So, Stephen Jay Gould is unable to discern a purpose in nature . . . and therefore he concludes that there is none.
I’m understanding that “purpose” here would refer to a conscious / unconscious future-orientation, specifically of a sort which would preclude complete freedom of choice / action for an entity at any given present moment; a sort of program or intentionality built into the cell / organism / species / all of living nature—in fact, a preprogrammed / destined end of some sort toward which the entity inevitably moves; and SJG is saying that there is in fact no such program; everything evolves freely, in each moment, as it chooses / wishes, with no goal it must aim towards (even survival, I guess that would mean, in the case of a living entity). If this is indeed what we’re discussing, I’ll up the ante a bit, and consider human beings—perhaps SJG is heading in this direction anyway. We would then seem to be confronted with a stark choice: are we human beings free agents? or, on the other hand, are we essentially, more or less unwittingly, just “playthings of destiny” (as Cavafy has Zeus say of humans in “The Horses of Achilles”), acting out some already-determined purpose which, really, must mock our sense of having free will?—(not to mention would be pretty boring for all concerned).

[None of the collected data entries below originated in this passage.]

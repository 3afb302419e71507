//! In-memory directory
//!
//! A [`ContextSource`] over a fixed set of entries, for embedding, offline
//! configuration checks and tests. DNs and attribute names match
//! case-insensitively; compare is an exact octet match, as for
//! `userPassword`. Search filters support equality, presence, `&`, `|`
//! and `!`.

use crate::ldap::directory::{ContextSource, DirectoryContext};
use crate::ldap::error::*;
use crate::ldap::types::*;
use async_trait::async_trait;
use ldap3_proto::parse_ldap_filter_str;
use ldap3_proto::proto::LdapFilter;
use parking_lot::RwLock;
use serde::Deserialize;
use std::collections::BTreeMap;
use std::sync::atomic::{AtomicBool, AtomicUsize, Ordering};
use std::sync::Arc;
use tracing::debug;

/// JSON document accepted by [`InMemoryDirectory::from_json`]
#[derive(Debug, Clone, Deserialize)]
pub struct DirectoryFixture {
    pub base_dn: String,

    #[serde(default)]
    pub entries: Vec<DirectoryEntry>,
}

#[derive(Default)]
struct OperationCounts {
    contexts: AtomicUsize,
    reads: AtomicUsize,
    compares: AtomicUsize,
    searches: AtomicUsize,
}

struct Inner {
    base_dn: String,
    entries: RwLock<BTreeMap<String, DirectoryEntry>>,
    counts: OperationCounts,
    unavailable: AtomicBool,
}

/// Shared handle to an in-memory entry store
#[derive(Clone)]
pub struct InMemoryDirectory {
    inner: Arc<Inner>,
}

impl InMemoryDirectory {
    pub fn new(base_dn: impl Into<String>) -> Self {
        Self {
            inner: Arc::new(Inner {
                base_dn: base_dn.into(),
                entries: RwLock::new(BTreeMap::new()),
                counts: OperationCounts::default(),
                unavailable: AtomicBool::new(false),
            }),
        }
    }

    pub fn from_fixture(fixture: DirectoryFixture) -> Self {
        let directory = Self::new(fixture.base_dn);
        for entry in fixture.entries {
            directory.add_entry(entry);
        }
        directory
    }

    pub fn from_json(json: &str) -> serde_json::Result<Self> {
        let fixture: DirectoryFixture = serde_json::from_str(json)?;
        Ok(Self::from_fixture(fixture))
    }

    /// Add or replace an entry; relative DNs are placed below the base DN
    pub fn add_entry(&self, entry: DirectoryEntry) {
        let dn = DirectoryLocation::new(entry.dn.qualify(&self.inner.base_dn));
        let key = normalize_dn(dn.as_str());
        self.inner.entries.write().insert(
            key,
            DirectoryEntry {
                dn,
                attributes: entry.attributes,
            },
        );
    }

    pub fn insert(&self, dn: &str, attributes: AttributeSet) {
        self.add_entry(DirectoryEntry::new(dn, attributes));
    }

    pub fn len(&self) -> usize {
        self.inner.entries.read().len()
    }

    pub fn is_empty(&self) -> bool {
        self.len() == 0
    }

    /// Simulate an outage: while set, every operation fails with a
    /// connection error
    pub fn set_unavailable(&self, unavailable: bool) {
        self.inner.unavailable.store(unavailable, Ordering::SeqCst);
    }

    pub fn context_count(&self) -> usize {
        self.inner.counts.contexts.load(Ordering::SeqCst)
    }

    pub fn read_count(&self) -> usize {
        self.inner.counts.reads.load(Ordering::SeqCst)
    }

    pub fn compare_count(&self) -> usize {
        self.inner.counts.compares.load(Ordering::SeqCst)
    }

    pub fn search_count(&self) -> usize {
        self.inner.counts.searches.load(Ordering::SeqCst)
    }

    fn check_available(&self) -> DirectoryResult<()> {
        if self.inner.unavailable.load(Ordering::SeqCst) {
            return Err(DirectoryError::Connection(
                "in-memory directory marked unavailable".to_string(),
            ));
        }
        Ok(())
    }

    fn lookup(&self, location: &DirectoryLocation) -> Option<DirectoryEntry> {
        let key = normalize_dn(&location.qualify(&self.inner.base_dn));
        self.inner.entries.read().get(&key).cloned()
    }
}

fn select(attributes: &AttributeSet, names: Option<&[String]>) -> AttributeSet {
    match names {
        Some(names) => attributes.select(names),
        None => attributes.clone(),
    }
}

fn parse_filter(filter: &str) -> DirectoryResult<LdapFilter> {
    parse_ldap_filter_str(filter).map_err(|_| DirectoryError::InvalidFilter(filter.to_string()))
}

/// Evaluate `filter` against an entry's attributes.
///
/// Equality is case-insensitive on every value. Every branch is evaluated;
/// unsupported match types are `InvalidFilter`.
fn filter_matches(filter: &LdapFilter, attributes: &AttributeSet) -> DirectoryResult<bool> {
    let all = |filters: &[LdapFilter]| {
        filters
            .iter()
            .map(|f| filter_matches(f, attributes))
            .collect::<DirectoryResult<Vec<bool>>>()
    };

    match filter {
        LdapFilter::And(filters) => Ok(all(filters.as_slice())?.into_iter().all(|m| m)),
        LdapFilter::Or(filters) => Ok(all(filters.as_slice())?.into_iter().any(|m| m)),
        LdapFilter::Not(inner) => Ok(!filter_matches(inner, attributes)?),
        LdapFilter::Present(attr) => Ok(attributes.contains(attr)),
        LdapFilter::Equality(attr, value) => Ok(attributes
            .get(attr)
            .map(|values| {
                let value = value.to_lowercase();
                values.iter().any(|v| v.to_lowercase() == value)
            })
            .unwrap_or(false)),
        other => Err(DirectoryError::InvalidFilter(format!(
            "unsupported filter {:?}",
            other
        ))),
    }
}

/// Whether `dn` (normalized) is within `scope` of `base` (normalized)
fn in_scope(dn: &str, base: &str, scope: SearchScope) -> bool {
    if dn == base {
        return scope != SearchScope::OneLevel;
    }

    let rdns = if base.is_empty() {
        dn
    } else {
        match dn.strip_suffix(base).and_then(|rest| rest.strip_suffix(',')) {
            Some(rest) => rest,
            None => return false,
        }
    };

    match scope {
        SearchScope::Base => false,
        SearchScope::OneLevel => !rdns.contains(','),
        SearchScope::Subtree => true,
    }
}

#[async_trait]
impl ContextSource for InMemoryDirectory {
    type Context = InMemoryContext;

    fn base_dn(&self) -> &str {
        &self.inner.base_dn
    }

    async fn context(&self) -> DirectoryResult<InMemoryContext> {
        self.check_available()?;
        self.inner.counts.contexts.fetch_add(1, Ordering::SeqCst);
        Ok(InMemoryContext {
            directory: self.clone(),
        })
    }
}

pub struct InMemoryContext {
    directory: InMemoryDirectory,
}

#[async_trait]
impl DirectoryContext for InMemoryContext {
    async fn read_attributes(
        &mut self,
        location: &DirectoryLocation,
        attributes: Option<&[String]>,
    ) -> DirectoryResult<Option<AttributeSet>> {
        self.directory.check_available()?;
        self.directory.inner.counts.reads.fetch_add(1, Ordering::SeqCst);

        Ok(self
            .directory
            .lookup(location)
            .map(|entry| select(&entry.attributes, attributes)))
    }

    async fn compare(
        &mut self,
        location: &DirectoryLocation,
        attribute: &str,
        value: &[u8],
    ) -> DirectoryResult<bool> {
        self.directory.check_available()?;
        self.directory.inner.counts.compares.fetch_add(1, Ordering::SeqCst);

        let entry = self
            .directory
            .lookup(location)
            .ok_or_else(|| DirectoryError::Protocol {
                rc: RC_NO_SUCH_OBJECT,
                message: format!("No such object: {}", location),
            })?;

        Ok(entry
            .attributes
            .get(attribute)
            .map(|values| values.iter().any(|v| v.as_bytes() == value))
            .unwrap_or(false))
    }

    async fn search(
        &mut self,
        base: &str,
        filter: &str,
        scope: SearchScope,
        attributes: Option<&[String]>,
    ) -> DirectoryResult<Vec<DirectoryEntry>> {
        self.directory.check_available()?;
        self.directory.inner.counts.searches.fetch_add(1, Ordering::SeqCst);

        let filter = parse_filter(filter)?;
        // Rejects unsupported match types before any entry is scanned
        filter_matches(&filter, &AttributeSet::new())?;

        let base = normalize_dn(&DirectoryLocation::new(base).qualify(&self.directory.inner.base_dn));

        debug!("In-memory search below '{}' with {:?}", base, filter);

        let entries = self.directory.inner.entries.read();
        let mut found = Vec::new();
        for (dn, entry) in entries.iter() {
            if in_scope(dn, &base, scope) && filter_matches(&filter, &entry.attributes)? {
                found.push(DirectoryEntry {
                    dn: entry.dn.clone(),
                    attributes: select(&entry.attributes, attributes),
                });
            }
        }
        Ok(found)
    }
}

I imagine that, yes, we are free agents, with free will. And those cells / organisms choose freely, what ‘works best’ for them at that moment. But, here’s the thing: there may well be / is, also and simultaneously, a “purpose” at work after all. How is this possible? Well, whatever it is that we are, individually or as a species or a planet, we remain only a part of the whole, of the totality of all that is . . . Is this not so? Will not this be forever so? And doesn’t it follow logically that the Part simply cannot comprehend the Whole of which it’s a part?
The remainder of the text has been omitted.